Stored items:
* * * * * * *

use uasc_types::{ResponseMessage, StatusCode};

use crate::session::Session;

/// Context `route_request` hands to the application façade alongside a
/// decoded request body: which channel and session it arrived on, the
/// caller's identity, and the request-id to echo back in the eventual
/// response.
pub struct RequestContext<'a> {
    pub channel_id: u32,
    pub session: &'a Session,
    pub request_id: u32,
}

/// Upcalls the core makes into the embedding application, per the external
/// collaborator boundary: everything past GetEndpoints is opaque to this
/// core, handed off here instead of interpreted.
pub trait ApplicationFacade: Send + Sync {
    fn on_request(&self, ctx: &RequestContext<'_>, body: &uasc_types::RequestMessage);
    fn on_response(&self, request_id: u32, response: &ResponseMessage);
    fn on_send_failure(&self, request_id: u32, status: StatusCode);
    fn on_session_activated(&self, session_id: &uasc_types::NodeId);
    fn on_channel_connected(&self, channel_id: u32);
    fn on_channel_disconnected(&self, channel_id: u32, status: StatusCode);
}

* * * * * * *

## Task objective
Beginning with the line that holds "pub session: &'a", restate word for word every line down to the end of the data, and only those lines.

## Solution to the exercise
    pub session: &'a Session,
    pub request_id: u32,
}

/// Upcalls the core makes into the embedding application, per the external
/// collaborator boundary: everything past GetEndpoints is opaque to this
/// core, handed off here instead of interpreted.
pub trait ApplicationFacade: Send + Sync {
    fn on_request(&self, ctx: &RequestContext<'_>, body: &uasc_types::RequestMessage);
    fn on_response(&self, request_id: u32, response: &ResponseMessage);
    fn on_send_failure(&self, request_id: u32, status: StatusCode);
    fn on_session_activated(&self, session_id: &uasc_types::NodeId);
    fn on_channel_connected(&self, channel_id: u32);
    fn on_channel_disconnected(&self, channel_id: u32, status: StatusCode);
}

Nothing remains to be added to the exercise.